The module deploys monitoring resources that:

  • Collect Deckhouse metrics: Module scrapes metrics from the Deckhouse pod using PodMonitor resources, including:
    • Self metrics on port 4222 via /metrics endpoint.
    • Custom hook-generated metrics via /metrics/hooks endpoint.
    • Module execution metrics, hook performance, and system health indicators.
  • Define alerting rules: Module provides comprehensive Prometheus alerting rules organized into several categories:
    • DKP availability: Monitors pod health, readiness, and uptime.
    • DKP malfunctioning: Detects excessive restarts, registry access issues, hung processes.
    • Release management: Tracks release channel subscriptions, pending updates, and manual approvals.
    • Module management: Monitors module state, validation errors, and deprecated configurations.
    • CNI checks: Detects multiple CNI configurations and misconfigurations.
    • OS requirements: Identifies nodes running deprecated operating system versions.
  • Provide Grafana dashboards: Includes pre-built Grafana dashboards for visualizing:
    • DKP performance metrics.
    • Module execution statistics.
    • Hook run times and resource usage.
    • Queue processing and convergence status.

Metrics collection

The module configures a PodMonitor that scrapes two endpoints from the Deckhouse pod:

  1. DKP metrics (/metrics): Core DKP operational metrics:
    • deckhouse_live_ticks: Health indicator incrementing every 10 seconds.
    • deckhouse_registry_errors: Registry connectivity issues.
    • deckhouse_module_hook_run_seconds: Module hook execution duration.
    • deckhouse_tasks_queue_action_duration_seconds: Task queue processing times.
    • And many more operational metrics.
  2. Hook metrics (/metrics/hooks): Custom metrics generated by DKP hooks with honorLabels: true to preserve hook-specific labels.

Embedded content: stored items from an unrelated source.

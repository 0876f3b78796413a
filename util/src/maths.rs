//! Utility maths functions

// ---------------------------------------------------------------------------
// IMPORTS
// ---------------------------------------------------------------------------

use num_traits::Float;

// ---------------------------------------------------------------------------
// PUBLIC FUNCTIONS
// ---------------------------------------------------------------------------

/// Clamp a value between a minimum and maximum.
pub fn clamp<T>(value: &T, min: &T, max: &T) -> T
where
    T: Float,
{
    let mut ret = *value;

    if ret > *max {
        ret = *max
    }
    if ret < *min {
        ret = *min
    }

    ret
}

/// Wrap an angle into the range [-pi, pi].
pub fn wrap_pi<T>(angle: T) -> T
where
    T: Float + std::ops::Rem,
{
    let pi_t: T = T::from(std::f64::consts::PI).unwrap();
    let tau_t: T = T::from(std::f64::consts::TAU).unwrap();

    let mut wrapped = angle % tau_t;

    if wrapped > pi_t {
        wrapped = wrapped - tau_t;
    }
    if wrapped < -pi_t {
        wrapped = wrapped + tau_t;
    }

    wrapped
}

// ---------------------------------------------------------------------------
// TESTS
// ---------------------------------------------------------------------------

#[cfg(test)]
mod test {
    use super::*;

    const PI: f64 = std::f64::consts::PI;

    #[test]
    fn test_clamp() {
        assert_eq!(clamp(&0.5f64, &0f64, &1f64), 0.5f64);
        assert_eq!(clamp(&-2f64, &0f64, &1f64), 0f64);
        assert_eq!(clamp(&7f64, &0f64, &1f64), 1f64);
    }

    #[test]
    fn test_wrap_pi() {
        assert!((wrap_pi(0f64)).abs() < 1e-12);
        assert!((wrap_pi(PI + 1f64) - (-PI + 1f64)).abs() < 1e-12);
        assert!((wrap_pi(-PI - 1f64) - (PI - 1f64)).abs() < 1e-12);
        assert!((wrap_pi(3f64 * PI) - PI).abs() < 1e-12);
    }
}
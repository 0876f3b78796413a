//! # Localisation module
//!
//! Converts the pose samples delivered by the pose collaborator (position
//! plus attitude quaternion) into the planar pose used by the navigation
//! modules. The robot is assumed planar so only the yaw component of the
//! attitude survives the conversion.

// ---------------------------------------------------------------------------
// IMPORTS
// ---------------------------------------------------------------------------

use nalgebra::{UnitQuaternion, Vector2};

// ---------------------------------------------------------------------------
// DATA STRUCTURES
// ---------------------------------------------------------------------------

/// A raw pose sample as delivered by the pose collaborator.
///
/// One sample wholesale-replaces the previous one, no history is kept.
#[derive(Debug, Copy, Clone)]
pub struct PoseSample {
    /// The position in the world map (WM) frame.
    ///
    /// Units: meters
    pub position_m_wm: Vector2<f64>,

    /// The attitude of the robot in the WM frame.
    pub attitude_q_wm: UnitQuaternion<f64>,
}

/// The current pose (position and heading in the WM frame) of the robot.
///
/// Written only by the pose estimation in [`Pose::from_sample`], read-only to
/// every other module.
#[derive(Debug, Copy, Clone, Default)]
pub struct Pose {
    /// The position in the WM frame.
    ///
    /// Units: meters
    pub position_m_wm: Vector2<f64>,

    /// The heading of the robot (angle to the positive WM_X axis).
    ///
    /// Units: radians, in the range [-pi, pi]
    pub heading_rad: f64,
}

// ---------------------------------------------------------------------------
// IMPLEMENTATIONS
// ---------------------------------------------------------------------------

impl Pose {
    /// Estimate the planar pose from a raw pose sample.
    ///
    /// The heading is the yaw component of the attitude quaternion, roll and
    /// pitch are discarded. No validation is performed, non-unit quaternions
    /// are the collaborator's responsibility to avoid.
    pub fn from_sample(sample: &PoseSample) -> Self {
        Self {
            position_m_wm: sample.position_m_wm,
            heading_rad: sample.attitude_q_wm.euler_angles().2,
        }
    }
}

// ---------------------------------------------------------------------------
// TESTS
// ---------------------------------------------------------------------------

#[cfg(test)]
mod test {
    use super::*;

    #[test]
    fn test_yaw_extraction() {
        let sample = PoseSample {
            position_m_wm: Vector2::new(2.0, -1.5),
            attitude_q_wm: UnitQuaternion::from_euler_angles(0.0, 0.0, 1.0),
        };

        let pose = Pose::from_sample(&sample);

        assert_eq!(pose.position_m_wm, sample.position_m_wm);
        assert!((pose.heading_rad - 1.0).abs() < 1e-9);
    }

    #[test]
    fn test_roll_pitch_discarded() {
        // Non-zero roll and pitch must not disturb the extracted heading
        let sample = PoseSample {
            position_m_wm: Vector2::new(0.0, 0.0),
            attitude_q_wm: UnitQuaternion::from_euler_angles(0.3, -0.2, 0.75),
        };

        let pose = Pose::from_sample(&sample);

        assert!((pose.heading_rad - 0.75).abs() < 1e-9);
    }
}
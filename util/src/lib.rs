//! Utility library for the Bug0 Navigation Software

// ---------------------------------------------------------------------------
// MODULES
// ---------------------------------------------------------------------------

pub mod host;
pub mod logger;
pub mod maths;
pub mod module;
pub mod params;
pub mod session;
pub mod time;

Integration with Observability module

When the observability module is enabled, this module automatically creates:

  • ClusterObservabilityMetricsRulesGroup resources for Prometheus rules.
  • ClusterObservabilityDashboard resources for Grafana dashboards.

This enables centralized management and multi-tenancy support for monitoring resources.

Requirements

  • prometheus module must be enabled (automatic dependency).
  • operator-prometheus module should be enabled for PodMonitor support.